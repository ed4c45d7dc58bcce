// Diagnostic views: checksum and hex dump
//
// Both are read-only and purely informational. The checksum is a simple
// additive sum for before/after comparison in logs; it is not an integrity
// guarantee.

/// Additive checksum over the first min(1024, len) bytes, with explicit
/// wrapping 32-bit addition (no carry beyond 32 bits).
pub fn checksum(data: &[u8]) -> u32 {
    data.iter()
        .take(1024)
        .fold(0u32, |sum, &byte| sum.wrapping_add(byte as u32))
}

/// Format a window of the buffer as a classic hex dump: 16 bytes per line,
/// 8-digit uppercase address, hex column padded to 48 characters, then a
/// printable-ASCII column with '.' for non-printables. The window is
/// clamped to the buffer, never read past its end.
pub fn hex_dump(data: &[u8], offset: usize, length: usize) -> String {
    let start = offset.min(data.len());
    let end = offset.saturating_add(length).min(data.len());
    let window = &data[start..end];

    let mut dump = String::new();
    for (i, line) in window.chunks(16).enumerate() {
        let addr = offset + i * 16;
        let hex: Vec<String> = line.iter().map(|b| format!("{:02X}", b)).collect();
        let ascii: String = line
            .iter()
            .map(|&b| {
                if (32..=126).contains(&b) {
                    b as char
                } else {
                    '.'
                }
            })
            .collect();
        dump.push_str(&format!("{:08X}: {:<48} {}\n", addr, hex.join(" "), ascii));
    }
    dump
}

---

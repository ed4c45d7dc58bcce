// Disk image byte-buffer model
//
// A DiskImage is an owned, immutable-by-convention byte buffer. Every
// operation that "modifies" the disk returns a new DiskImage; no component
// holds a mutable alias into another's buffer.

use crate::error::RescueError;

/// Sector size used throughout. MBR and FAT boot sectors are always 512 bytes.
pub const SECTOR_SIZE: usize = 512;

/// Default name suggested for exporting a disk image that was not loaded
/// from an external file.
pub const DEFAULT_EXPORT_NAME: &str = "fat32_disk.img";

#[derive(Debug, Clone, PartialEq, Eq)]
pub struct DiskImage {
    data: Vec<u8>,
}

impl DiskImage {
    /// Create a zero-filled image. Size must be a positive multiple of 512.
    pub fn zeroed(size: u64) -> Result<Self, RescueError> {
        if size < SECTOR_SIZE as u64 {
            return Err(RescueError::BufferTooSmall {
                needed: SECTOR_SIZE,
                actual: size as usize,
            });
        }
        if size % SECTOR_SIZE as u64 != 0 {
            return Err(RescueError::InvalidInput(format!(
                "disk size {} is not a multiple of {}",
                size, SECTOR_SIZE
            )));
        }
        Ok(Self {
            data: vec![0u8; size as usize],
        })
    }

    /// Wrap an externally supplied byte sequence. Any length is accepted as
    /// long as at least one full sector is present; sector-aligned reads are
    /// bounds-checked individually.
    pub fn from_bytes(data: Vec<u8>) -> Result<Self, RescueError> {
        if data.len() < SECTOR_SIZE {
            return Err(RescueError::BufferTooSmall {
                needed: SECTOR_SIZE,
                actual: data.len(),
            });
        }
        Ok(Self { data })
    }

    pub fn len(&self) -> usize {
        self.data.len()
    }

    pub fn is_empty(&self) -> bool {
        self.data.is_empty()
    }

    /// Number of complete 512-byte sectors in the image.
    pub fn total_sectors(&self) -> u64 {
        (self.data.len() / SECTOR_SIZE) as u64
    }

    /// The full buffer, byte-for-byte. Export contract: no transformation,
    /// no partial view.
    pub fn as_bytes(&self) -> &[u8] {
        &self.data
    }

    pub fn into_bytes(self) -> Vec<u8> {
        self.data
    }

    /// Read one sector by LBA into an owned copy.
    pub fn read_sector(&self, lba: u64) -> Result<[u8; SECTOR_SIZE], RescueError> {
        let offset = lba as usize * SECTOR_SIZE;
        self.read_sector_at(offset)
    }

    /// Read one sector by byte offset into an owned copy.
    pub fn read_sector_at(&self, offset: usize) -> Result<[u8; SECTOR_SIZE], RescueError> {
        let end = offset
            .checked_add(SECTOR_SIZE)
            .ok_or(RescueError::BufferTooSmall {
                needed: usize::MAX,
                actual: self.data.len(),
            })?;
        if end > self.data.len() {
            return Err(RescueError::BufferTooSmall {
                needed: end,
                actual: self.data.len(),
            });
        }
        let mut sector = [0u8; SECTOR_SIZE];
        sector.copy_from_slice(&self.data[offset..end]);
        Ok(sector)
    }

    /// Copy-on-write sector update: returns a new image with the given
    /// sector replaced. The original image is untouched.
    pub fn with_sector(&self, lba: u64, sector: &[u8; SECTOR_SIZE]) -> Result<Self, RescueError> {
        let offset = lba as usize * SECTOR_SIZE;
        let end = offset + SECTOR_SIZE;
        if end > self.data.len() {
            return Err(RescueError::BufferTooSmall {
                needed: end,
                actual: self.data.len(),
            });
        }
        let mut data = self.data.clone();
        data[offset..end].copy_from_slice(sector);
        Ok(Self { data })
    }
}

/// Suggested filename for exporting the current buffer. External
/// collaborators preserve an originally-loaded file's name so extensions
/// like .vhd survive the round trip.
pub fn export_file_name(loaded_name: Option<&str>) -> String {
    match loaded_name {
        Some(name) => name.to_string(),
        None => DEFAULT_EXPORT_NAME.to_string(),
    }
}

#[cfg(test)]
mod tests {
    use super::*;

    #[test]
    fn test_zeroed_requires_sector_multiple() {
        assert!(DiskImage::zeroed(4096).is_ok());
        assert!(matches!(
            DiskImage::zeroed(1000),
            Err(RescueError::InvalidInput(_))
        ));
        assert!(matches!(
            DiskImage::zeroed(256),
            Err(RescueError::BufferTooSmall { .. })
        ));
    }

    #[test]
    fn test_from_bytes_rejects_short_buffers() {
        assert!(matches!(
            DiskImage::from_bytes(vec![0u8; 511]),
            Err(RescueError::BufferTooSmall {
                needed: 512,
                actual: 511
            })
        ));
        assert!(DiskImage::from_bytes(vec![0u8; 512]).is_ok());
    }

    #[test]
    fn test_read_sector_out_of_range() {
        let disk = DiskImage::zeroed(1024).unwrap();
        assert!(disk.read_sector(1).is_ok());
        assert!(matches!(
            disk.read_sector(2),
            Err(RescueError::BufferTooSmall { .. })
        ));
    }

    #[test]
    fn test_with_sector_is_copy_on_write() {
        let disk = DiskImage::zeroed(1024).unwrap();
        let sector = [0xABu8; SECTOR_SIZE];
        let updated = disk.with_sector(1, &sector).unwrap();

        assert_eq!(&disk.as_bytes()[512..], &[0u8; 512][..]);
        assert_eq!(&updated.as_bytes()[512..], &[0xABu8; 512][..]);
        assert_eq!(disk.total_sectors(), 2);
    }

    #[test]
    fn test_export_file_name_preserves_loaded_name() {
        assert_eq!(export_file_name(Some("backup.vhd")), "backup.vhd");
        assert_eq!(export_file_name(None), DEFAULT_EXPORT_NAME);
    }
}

---

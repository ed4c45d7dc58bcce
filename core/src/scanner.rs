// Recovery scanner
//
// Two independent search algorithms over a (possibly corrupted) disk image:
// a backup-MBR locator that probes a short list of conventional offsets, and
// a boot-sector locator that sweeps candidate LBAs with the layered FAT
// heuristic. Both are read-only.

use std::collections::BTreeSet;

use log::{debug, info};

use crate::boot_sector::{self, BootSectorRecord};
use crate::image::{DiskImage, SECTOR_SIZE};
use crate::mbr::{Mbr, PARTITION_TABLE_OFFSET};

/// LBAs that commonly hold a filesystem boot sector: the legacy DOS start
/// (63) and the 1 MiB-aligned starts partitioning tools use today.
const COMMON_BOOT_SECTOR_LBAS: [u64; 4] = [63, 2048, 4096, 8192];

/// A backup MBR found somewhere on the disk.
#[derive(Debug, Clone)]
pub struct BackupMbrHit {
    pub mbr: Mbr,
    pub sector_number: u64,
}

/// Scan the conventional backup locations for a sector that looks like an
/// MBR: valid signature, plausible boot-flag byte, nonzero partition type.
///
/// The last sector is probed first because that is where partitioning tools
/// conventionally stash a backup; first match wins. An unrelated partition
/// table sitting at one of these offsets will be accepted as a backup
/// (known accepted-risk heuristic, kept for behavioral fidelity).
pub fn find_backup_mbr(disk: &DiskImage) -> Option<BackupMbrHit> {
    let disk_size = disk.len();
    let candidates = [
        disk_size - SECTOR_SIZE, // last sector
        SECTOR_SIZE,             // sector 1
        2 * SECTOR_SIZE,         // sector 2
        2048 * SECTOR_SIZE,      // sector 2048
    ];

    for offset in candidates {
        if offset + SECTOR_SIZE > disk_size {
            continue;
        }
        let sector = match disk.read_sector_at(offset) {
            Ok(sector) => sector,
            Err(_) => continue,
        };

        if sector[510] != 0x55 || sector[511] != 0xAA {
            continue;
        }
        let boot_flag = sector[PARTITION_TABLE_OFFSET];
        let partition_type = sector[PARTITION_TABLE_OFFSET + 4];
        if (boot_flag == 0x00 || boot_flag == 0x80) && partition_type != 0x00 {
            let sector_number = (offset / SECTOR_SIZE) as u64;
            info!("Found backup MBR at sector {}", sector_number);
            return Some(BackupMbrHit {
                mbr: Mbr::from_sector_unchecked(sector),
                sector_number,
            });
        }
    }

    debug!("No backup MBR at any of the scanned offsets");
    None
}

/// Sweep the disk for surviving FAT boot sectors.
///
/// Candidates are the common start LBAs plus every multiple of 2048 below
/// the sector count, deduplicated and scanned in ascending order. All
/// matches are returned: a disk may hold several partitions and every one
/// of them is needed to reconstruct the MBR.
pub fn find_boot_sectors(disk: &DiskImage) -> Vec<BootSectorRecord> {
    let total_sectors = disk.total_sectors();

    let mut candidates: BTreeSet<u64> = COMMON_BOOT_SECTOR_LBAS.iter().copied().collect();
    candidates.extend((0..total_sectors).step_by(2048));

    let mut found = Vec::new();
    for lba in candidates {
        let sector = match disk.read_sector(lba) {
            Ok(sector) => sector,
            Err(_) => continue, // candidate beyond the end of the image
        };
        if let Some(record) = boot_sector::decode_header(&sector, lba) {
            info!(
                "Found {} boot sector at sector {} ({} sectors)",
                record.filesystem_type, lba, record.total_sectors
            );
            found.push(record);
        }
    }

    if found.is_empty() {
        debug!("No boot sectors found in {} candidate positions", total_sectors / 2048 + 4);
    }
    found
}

- [AIM OF THE TASK]: Search the records above for "InvalidInput". Copy each line where it is found.

- [SOLVED EXERCISE]:
            return Err(RescueError::InvalidInput(format!(
            Err(RescueError::InvalidInput(_))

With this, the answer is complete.